March marked the first Young Workers' Month - four weeks of activities organised by the TUC to kick some life back into trade unionism.
It's no secret that young people, by and large, aren't members of unions. Just 8% of 16-24 year olds are members of a union in their workplace. That leaves 92% of young people almost entirely dependent on the whim of employers and the (largely right-wing) government. The fact that just a tiny minority of Generation Y are protected at work doesn't bode well for those seeking a fairer society.
But Young Workers' Month is trying to turn that around, both through the TUC and the actions of its dozens of its still-powerful member unions. With union numbers at less than half of their 1970s peak of 14 million, now seems the right time.
I spoke to Carl Roper, the TUC's National Organiser and co-ordinator of Young Workers Month. He told me YWM aims to 'highlight within the trade union movement that there is a crisis with respect to union membership amongst young workers': a chance to ask, 'what are we going to do to reach out?' It's potentially the biggest issue for the left in Britain.
But perhaps young people just aren't interested in collectivism anymore? Roper disagrees: 'We don't believe there's a 'Thatcher generation' who don't like unions or collective action. The evidence is the other way actually - young people are political, they are active. It' just their knowledge of unions is very limited.'
Why? For a start, media coverage of unions almost exclusively tends of focus on when they are at their angriest - protests and strikes. Yet naturally, this ignores the day-to-day role of union representatives, 200,000 of whom deal with the pretty unglamorous case work, from representing staff at employment tribunals to sitting in on management meetings and putting forward an alternative voice. Yet lack of decent media coverage can't be the only factor for low unionisation rates - after all, it's hardly new.
One reason for young people's 'union apathy', if there's such a thing, could be fairly simple. Most of them tend to work in sectors of the economy where union organisation is just non-existent and difficult to unionise - after all, how do you get part-time bar staff on zero-hours contracts out on the picket lines?
'25% of all 16-24 year olds work in retail, where union density is 12%. The next highest proportion is food and hospitality - where density is 3%. So young people just don't come into contact with unions,' Roper told me. Turning those stats around is a tough job, but one that Britain's union confederation seems hopeful it can do. Out of necessity, perhaps more than anything.

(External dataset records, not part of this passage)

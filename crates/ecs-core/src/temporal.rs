//! # UTC Timestamps
//!
//! `Timestamp` stamps event-log entries. It is UTC-only and truncated to
//! whole seconds so that serialized event logs are byte-stable. It
//! serializes as `YYYY-MM-DDTHH:MM:SSZ` and deserializes through
//! [`Timestamp::parse`], so persisted logs with offsets are rejected.

use chrono::{DateTime, Timelike, Utc};
use serde::{Deserialize, Deserializer, Serialize, Serializer};

use crate::error::CoreError;

/// A UTC timestamp with seconds precision.
#[derive(Debug, Clone, Copy, PartialEq, Eq, PartialOrd, Ord, Hash)]
pub struct Timestamp(DateTime<Utc>);

impl Timestamp {
    /// Current UTC time, truncated to seconds.
    pub fn now() -> Self {
        Self::from_utc(Utc::now())
    }

    /// From a `DateTime<Utc>`, truncating sub-seconds.
    pub fn from_utc(dt: DateTime<Utc>) -> Self {
        Self(dt.with_nanosecond(0).unwrap_or(dt))
    }

    /// Parse an RFC 3339 string. Only the `Z` suffix is accepted.
    pub fn parse(s: &str) -> Result<Self, CoreError> {
        if !s.ends_with('Z') {
            return Err(CoreError::InvalidTimestamp(format!(
                "timestamp must use Z suffix, got: {s:?}"
            )));
        }
        let dt = DateTime::parse_from_rfc3339(s)
            .map_err(|e| CoreError::InvalidTimestamp(format!("{s:?}: {e}")))?;
        Ok(Self::from_utc(dt.with_timezone(&Utc)))
    }

    /// Access the inner `DateTime<Utc>`.
    pub fn as_datetime(&self) -> &DateTime<Utc> {
        &self.0
    }

    /// Render as `YYYY-MM-DDTHH:MM:SSZ`.
    pub fn to_iso8601(&self) -> String {
        self.0.format("%Y-%m-%dT%H:%M:%SZ").to_string()
    }
}

impl Serialize for Timestamp {
    fn serialize<S: Serializer>(&self, serializer: S) -> Result<S::Ok, S::Error> {
        serializer.serialize_str(&self.to_iso8601())
    }
}

impl<'de> Deserialize<'de> for Timestamp {
    fn deserialize<D: Deserializer<'de>>(deserializer: D) -> Result<Self, D::Error> {
        let s = String::deserialize(deserializer)?;
        Self::parse(&s).map_err(serde::de::Error::custom)
    }
}

impl std::fmt::Display for Timestamp {
    fn fmt(&self, f: &mut std::fmt::Formatter<'_>) -> std::fmt::Result {
        f.write_str(&self.to_iso8601())
    }
}

#[cfg(test)]
mod tests {
    use super::*;

    #[test]
    fn test_now_has_no_subseconds() {
        assert_eq!(Timestamp::now().as_datetime().nanosecond(), 0);
    }

    #[test]
    fn test_parse_truncates_subseconds() {
        let ts = Timestamp::parse("2026-10-18T09:15:30.750Z").unwrap();
        assert_eq!(ts.to_iso8601(), "2026-10-18T09:15:30Z");
    }

    #[test]
    fn test_parse_rejects_offsets() {
        assert!(Timestamp::parse("2026-10-18T09:15:30+02:00").is_err());
        assert!(Timestamp::parse("yesterday").is_err());
    }

    #[test]
    fn test_ordering_and_serde() {
        let a = Timestamp::parse("2026-10-18T09:00:00Z").unwrap();
        let b = Timestamp::parse("2026-10-18T09:00:01Z").unwrap();
        assert!(a < b);
        let json = serde_json::to_string(&a).unwrap();
        assert_eq!(json, r#""2026-10-18T09:00:00Z""#);
        let back: Timestamp = serde_json::from_str(&json).unwrap();
        assert_eq!(a, back);
    }

    #[test]
    fn test_deserialize_rejects_offsets() {
        let err = serde_json::from_str::<Timestamp>(r#""2026-10-18T09:00:00+02:00""#);
        assert!(err.is_err());
    }
}
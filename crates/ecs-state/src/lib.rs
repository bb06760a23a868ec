//! # ecs-state — Account Ledger and Global Parameters
//!
//! Holds handles only. Nothing here touches the arithmetic backend or the
//! permission manager; the contract stages ledger writes and commits them
//! together with the ACL delta.
//!
//! - **Ledger** (`ledger.rs`): one `AccountRecord` per account, with the
//!   `NoRecord → HasRecord` state machine.
//! - **Threshold** (`threshold.rs`): the single encrypted threshold slot,
//!   and the tagged constructor input `ThresholdInit`.

pub mod ledger;
pub mod threshold;

pub use ledger::{AccountLedger, AccountRecord, AccountState, AccountTransition, LedgerError};
pub use threshold::{ThresholdInit, ThresholdInitError, ThresholdStore};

But there is a perception, at least from young people I know, that unions - as useful as they are for older people, just aren't for us. Picture the flat-capped 1960s male factory worker shouting 'everyone out'.
That, perhaps, is where social media comes in. Wednesday will see an online Q&A over Twitter with the first ever female TUC General Secretary, Frances O'Grady, called, appropriately, #askfrances. It's a nifty way of piquing the interest of a seemingly individualised (and thus isolated) demographic.
Maybe we're not so isolated, though. 'Young people do join unions where there is one - if you work in a hospital, if you're a nurse, a teacher, a civil servant, or on London Underground, working at a local authority or a car company or an airport, you're more likely to join a union where the workplace is organised...But too many young people work in places where there's no union organisation at all'.
The question remains as to why these sectors are unorganised. 'Young people don't know about unions, and don't have the lived experience of them. Over 50% of people in the UK now have never been a member.' The solution? Roper raised the prospect of teaching about trade unions in school, but it's hard to see how that will go down with Michael Gove.
Offering better prospects may be something tucked away in the back of last May's TUC Campaign Plan - 'gateway membership'. The idea offers a chance for young people to get a taste of being in a union where there isn't a presence at their workplace. Roper said it was in its 'embryonic stages' and was cautious to discuss whether it will go ahead or not, but it seems a chance not to be missed.
2014 seems pretty late to be starting all this. Yet Roper dismisses the idea unions have ignored young people: 'It was unions that campaigned for the minimum wage, and for it to be equalised among young and old workers now.' This is on top of the current Fair Pay Fortnight, as well as the TUC's push alongside the NUS for an end to unpaid internships via a phone app.
The latter is most poignant as it's students who may offer the best hope for union revival, giving it the radical kick it needs. Campaigns alongside the UCU, Unite and Unison on UK campuses for a Living Wage and an end to outsourcing - whether at Birmingham, Sussex, the University of the Arts, or through the London-based 'Tres Cosas' ('Three Things') struggle - all serve as testament to what happens when, to steal a phrase from 2010, 'students and workers unite and fight'. With the 'cost of living' crisis raging, Young Workers' Month offers the prospect of bringing that sentiment back...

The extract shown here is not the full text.